Проплывая через Казанскую губернию, мы были зрителями странной картины, которая не сейчас объяснилась. Перед носом парохода пересекла путь лодка. «Утонут! Утонут!» — говорили пассажиры в страхе, видя, как несколько мужиков, очевидно, пьяных, что-то неистово крича, ломались, вертелись в лодке, а один из них, перегнувшись за борт лодки, окунулся головою в воду. Но поднялся и махал руками и что-то кричал, потрясая кулаком вслед уже проплывшего парохода и неистово показывал, очевидно, пассажирам парохода, на воду. Точно он толкал кого-то мысленно в воду. Каково же было наше удивление, когда минут через десять на пароходе заговорили, что это — не пьяные, а голодные мужики, из голодающих мест Казанской губернии, и кричали они проклятия прошедшему пароходу и желали ему утонуть или сгореть и чтобы все пассажиры «в воду»! Так как крики не были достаточно слышны, то окунувшийся головою в воду мужик и показал наглядно, чего он и все они, голодные, от души желают плывущим на великолепном пароходе сытым богачам. «В воду вас», «утонуть вам», «сгореть вам и утонуть», «и с проклятыми детками вашими, проклятые»- будто бы слышали с борта и с кормы пассажиры нижней палубы (III и IV класса). Не сейчас это передалось к нам, наверх (II и I класс). Никогда до этого я не видал «голодающих мест», голодного человека. Не оттого, что ему не было времена или случая поесть день и он поест в даже наестся вдвое вечером, а голодного оттого, что ему нечего есть, нет пищи, у него и вокруг нехватка, как у волка в лесу, у буйвола в пустыне!! Представить себе это в Казанской губернии, в образованной и цивилизованной России, с ее гимназиями, университетами, православием и миллиардным бюджетом!! Просто не умею вообразить! Хоть и видел на лодке, но не верю, что видел. Мираж, наваждение, чертовщина!

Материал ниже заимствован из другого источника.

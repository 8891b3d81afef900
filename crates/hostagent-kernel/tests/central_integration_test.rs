//! Integration tests for discovery and central registration.
//!
//! An axum router on a loopback listener plays the central discovery
//! endpoint; peer connections are in-memory stubs.

use async_trait::async_trait;
use axum::extract::State;
use axum::http::{Method, StatusCode, Uri};
use hostagent_kernel::central::{load_registration, CentralRegistrar, DiscoveryClient};
use hostagent_kernel::credentials::{AuthFile, CredentialStore};
use hostagent_types::capability::Capability;
use hostagent_types::error::PlatformError;
use hostagent_types::platform::RegistrationState;
use hostagent_wire::{PeerConnection, PeerConnectionCache, RpcTransport, WireError};
use serde_json::{json, Map, Value};
use std::sync::{Arc, Mutex};
use std::time::Duration;
use tokio::net::TcpListener;

const CENTRAL_VIP: &str = "tcp://10.0.0.5:22916";
const LOCAL_VIP: &str = "tcp://127.0.0.1:22916";

// ---------------------------------------------------------------------------
// Discovery responder
// ---------------------------------------------------------------------------

struct Responder {
    address: String,
    requests: Arc<Mutex<Vec<String>>>,
}

impl Responder {
    fn requests(&self) -> Vec<String> {
        self.requests.lock().unwrap().clone()
    }
}

#[derive(Clone)]
struct Discovery {
    status: StatusCode,
    body: String,
    delay: Duration,
    requests: Arc<Mutex<Vec<String>>>,
}

async fn discovery_handler(
    State(discovery): State<Discovery>,
    method: Method,
    uri: Uri,
) -> (StatusCode, [(&'static str, &'static str); 1], String) {
    discovery
        .requests
        .lock()
        .unwrap()
        .push(format!("{method} {}", uri.path()));
    tokio::time::sleep(discovery.delay).await;
    (
        discovery.status,
        [("content-type", "application/json")],
        discovery.body,
    )
}

/// Answer every request with `status` and `body` after `delay`, recording
/// method and path.
async fn serve_discovery_after(status: StatusCode, body: String, delay: Duration) -> Responder {
    let requests = Arc::new(Mutex::new(Vec::new()));
    let app = axum::Router::new()
        .fallback(discovery_handler)
        .with_state(Discovery {
            status,
            body,
            delay,
            requests: requests.clone(),
        });

    let listener = TcpListener::bind("127.0.0.1:0").await.unwrap();
    let address = listener.local_addr().unwrap().to_string();
    tokio::spawn(async move {
        let _ = axum::serve(listener, app).await;
    });

    Responder { address, requests }
}

async fn serve_discovery(status: StatusCode, body: String) -> Responder {
    serve_discovery_after(status, body, Duration::ZERO).await
}

fn discovery_body() -> String {
    json!({"vip-address": CENTRAL_VIP, "serverkey": "central-key"}).to_string()
}

// ---------------------------------------------------------------------------
// In-memory peers
// ---------------------------------------------------------------------------

struct StubConnection {
    address: String,
}

#[async_trait]
impl PeerConnection for StubConnection {
    fn address(&self) -> &str {
        &self.address
    }

    async fn run(self: Arc<Self>) {}

    async fn ready(&self) -> Result<(), WireError> {
        Ok(())
    }

    async fn call(
        &self,
        _peer: &str,
        _method: &str,
        _args: Vec<Value>,
        _kwargs: Map<String, Value>,
    ) -> Result<Value, WireError> {
        Ok(Value::Null)
    }

    async fn publish(
        &self,
        _topic: &str,
        _headers: Map<String, Value>,
        _message: Value,
    ) -> Result<(), WireError> {
        Ok(())
    }

    async fn ping(&self, _peer: &str) -> Result<(), WireError> {
        Ok(())
    }
}

/// Opens stub connections to the listed addresses only.
struct StubTransport {
    reachable: Vec<String>,
}

impl RpcTransport for StubTransport {
    fn open(&self, address: &str) -> Result<Arc<dyn PeerConnection>, WireError> {
        if self.reachable.iter().any(|a| a == address) {
            Ok(Arc::new(StubConnection {
                address: address.to_string(),
            }))
        } else {
            Err(WireError::NotReady(address.to_string()))
        }
    }
}

fn cache(reachable: &[&str]) -> PeerConnectionCache {
    PeerConnectionCache::new(
        Arc::new(StubTransport {
            reachable: reachable.iter().map(|a| a.to_string()).collect(),
        }),
        LOCAL_VIP,
        Arc::new(StubConnection {
            address: LOCAL_VIP.to_string(),
        }),
        Duration::from_secs(1),
    )
}

fn registrar(home: &std::path::Path, discovery: Option<String>) -> (CentralRegistrar, Arc<AuthFile>) {
    let auth = Arc::new(AuthFile::in_home(home));
    let registrar =
        CentralRegistrar::new(home, discovery, Duration::from_secs(2), auth.clone()).unwrap();
    (registrar, auth)
}

// ---------------------------------------------------------------------------
// Tests
// ---------------------------------------------------------------------------

#[tokio::test]
async fn test_discovery_success() {
    let responder = serve_discovery(StatusCode::OK, discovery_body()).await;
    let client = DiscoveryClient::new(Duration::from_secs(2)).unwrap();

    let info = client.discover(&responder.address).await.unwrap();
    assert_eq!(info.vip_address, CENTRAL_VIP);
    assert_eq!(info.serverkey, "central-key");
    assert_eq!(responder.requests(), vec!["GET /discovery/"]);
}

#[tokio::test]
async fn test_discovery_non_success_status() {
    let responder = serve_discovery(StatusCode::INTERNAL_SERVER_ERROR, discovery_body()).await;
    let client = DiscoveryClient::new(Duration::from_secs(2)).unwrap();
    let err = client.discover(&responder.address).await.unwrap_err();
    assert!(matches!(err, PlatformError::Discovery(_)));
}

#[tokio::test]
async fn test_discovery_missing_field_or_bad_json() {
    let client = DiscoveryClient::new(Duration::from_secs(2)).unwrap();

    let responder = serve_discovery(StatusCode::OK, json!({"vip-address": CENTRAL_VIP}).to_string()).await;
    let err = client.discover(&responder.address).await.unwrap_err();
    assert!(matches!(err, PlatformError::Discovery(_)));

    let responder = serve_discovery(StatusCode::OK, "not json".to_string()).await;
    let err = client.discover(&responder.address).await.unwrap_err();
    assert!(matches!(err, PlatformError::Discovery(_)));
}

#[tokio::test]
async fn test_discovery_transport_error() {
    let listener = TcpListener::bind("127.0.0.1:0").await.unwrap();
    let address = listener.local_addr().unwrap().to_string();
    drop(listener);

    let client = DiscoveryClient::new(Duration::from_secs(2)).unwrap();
    let err = client.discover(&address).await.unwrap_err();
    assert!(matches!(err, PlatformError::Discovery(_)));
}

#[tokio::test]
async fn test_discovery_is_time_bounded() {
    let responder =
        serve_discovery_after(StatusCode::OK, discovery_body(), Duration::from_secs(5)).await;
    let client = DiscoveryClient::new(Duration::from_millis(200)).unwrap();

    let started = std::time::Instant::now();
    let err = client.discover(&responder.address).await.unwrap_err();
    assert!(matches!(err, PlatformError::Discovery(_)));
    assert!(started.elapsed() < Duration::from_secs(3));
}

#[tokio::test]
async fn test_manage_platform_discovers_persists_and_grants() {
    let responder = serve_discovery(StatusCode::OK, discovery_body()).await;
    let home = tempfile::tempdir().unwrap();
    let (registrar, auth) = registrar(home.path(), None);
    let cache = cache(&[CENTRAL_VIP]);

    registrar
        .manage_platform(&cache, &responder.address, "central-key")
        .await
        .unwrap();
    assert_eq!(registrar.state(), RegistrationState::Managed);

    let record = load_registration(home.path()).unwrap();
    assert_eq!(record.discovery_address, responder.address);
    assert_eq!(record.vip_address, CENTRAL_VIP);
    assert_eq!(record.serverkey, "central-key");

    let raw: Value =
        serde_json::from_str(&std::fs::read_to_string(auth.path()).unwrap()).unwrap();
    assert_eq!(
        raw["allow"],
        json!([{"credentials": "CURVE:central-key", "capabilities": ["can_manage"]}])
    );

    // Same key again: no new discovery, no duplicate entries.
    registrar
        .manage_platform(&cache, &responder.address, "central-key")
        .await
        .unwrap();
    assert_eq!(responder.requests().len(), 1);
    assert_eq!(auth.capabilities("central-key"), vec![Capability::CanManage]);

    // Different key: rejected locally.
    let err = registrar
        .manage_platform(&cache, &responder.address, "other-key")
        .await
        .unwrap_err();
    assert!(matches!(err, PlatformError::AlreadyManaged(_)));
    assert!(auth.capabilities("other-key").is_empty());
}

#[tokio::test]
async fn test_unreachable_central_stays_bootstrapped() {
    let responder = serve_discovery(StatusCode::OK, discovery_body()).await;
    let home = tempfile::tempdir().unwrap();
    let (registrar, auth) = registrar(home.path(), None);
    let cache = cache(&[]);

    let err = registrar
        .manage_platform(&cache, &responder.address, "central-key")
        .await
        .unwrap_err();
    assert!(matches!(err, PlatformError::Unreachable(_)));
    assert_eq!(registrar.state(), RegistrationState::Bootstrapped);
    assert!(load_registration(home.path()).is_some());
    assert!(auth.capabilities("central-key").is_empty());
}

#[tokio::test]
async fn test_failed_discovery_leaves_unregistered() {
    let responder = serve_discovery(StatusCode::NOT_FOUND, String::new()).await;
    let home = tempfile::tempdir().unwrap();
    let (registrar, _auth) = registrar(home.path(), None);

    let err = registrar
        .manage_platform(&cache(&[CENTRAL_VIP]), &responder.address, "central-key")
        .await
        .unwrap_err();
    assert!(matches!(err, PlatformError::Discovery(_)));
    assert_eq!(registrar.state(), RegistrationState::Unregistered);
    assert!(load_registration(home.path()).is_none());
}

#[tokio::test]
async fn test_startup_registers_through_configured_discovery() {
    let responder = serve_discovery(StatusCode::OK, discovery_body()).await;
    let home = tempfile::tempdir().unwrap();
    let (registrar, auth) = registrar(home.path(), Some(responder.address.clone()));

    registrar.start(&cache(&[CENTRAL_VIP])).await;
    assert_eq!(registrar.state(), RegistrationState::Managed);
    assert_eq!(auth.capabilities("central-key"), vec![Capability::CanManage]);

    // A later process takes the fast path from the persisted record.
    let (restarted, _auth) = registrar_fresh(home.path());
    restarted.start(&cache(&[CENTRAL_VIP])).await;
    assert_eq!(restarted.state(), RegistrationState::Managed);
    assert_eq!(responder.requests().len(), 1);
}

#[tokio::test]
async fn test_mismatched_server_key_is_rejected_and_retryable() {
    let responder = serve_discovery(StatusCode::OK, discovery_body()).await;
    let home = tempfile::tempdir().unwrap();
    let (registrar, auth) = registrar(home.path(), None);
    let cache = cache(&[CENTRAL_VIP]);

    for _ in 0..2 {
        let err = registrar
            .manage_platform(&cache, &responder.address, "caller-key")
            .await
            .unwrap_err();
        assert!(matches!(err, PlatformError::Discovery(_)));
        assert_eq!(registrar.state(), RegistrationState::Unregistered);
    }
    assert_eq!(responder.requests().len(), 2);
    assert!(load_registration(home.path()).is_none());
    assert!(auth.capabilities("caller-key").is_empty());
    assert!(auth.capabilities("central-key").is_empty());

    // The key the central instance presents still registers afterwards.
    registrar
        .manage_platform(&cache, &responder.address, "central-key")
        .await
        .unwrap();
    assert_eq!(registrar.state(), RegistrationState::Managed);
}

fn registrar_fresh(home: &std::path::Path) -> (CentralRegistrar, Arc<AuthFile>) {
    registrar(home, None)
}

Гимназия, ученички в мундирах; почта цивилизованного государства, спокойно принимающая корреспонденцию: «У вас заказное письмо? Две марки». — «Простое? Одна марка!» — «У меня простое, потому что это записочка к любовнику». — «Это заказное, потому что отношение к исправнику». И около этого… человек, которому нечего есть, и он не ел сегодня, не будет есть завтра и вообще не будет есть!!! Бррр… Не понимаю и не верю. Читал в газетах — и не верю, видел — и все-таки не верю!!!
Как может быть то, чего не может быть? Разве «дважды два» уже «пять».
* * *
Вот наконец и вторая моя родина, духовная, — нагорный Симбирск. Я не надеялся когда-нибудь его увидеть, потому что не было и не предвиделось никогда повода спуститься так далеко по Волге. Зачем? Я не странствователь, а домосед. Но выпал случай «хорошенько отдохнуть», и фантазия отдыха повлекла меня на Волгу.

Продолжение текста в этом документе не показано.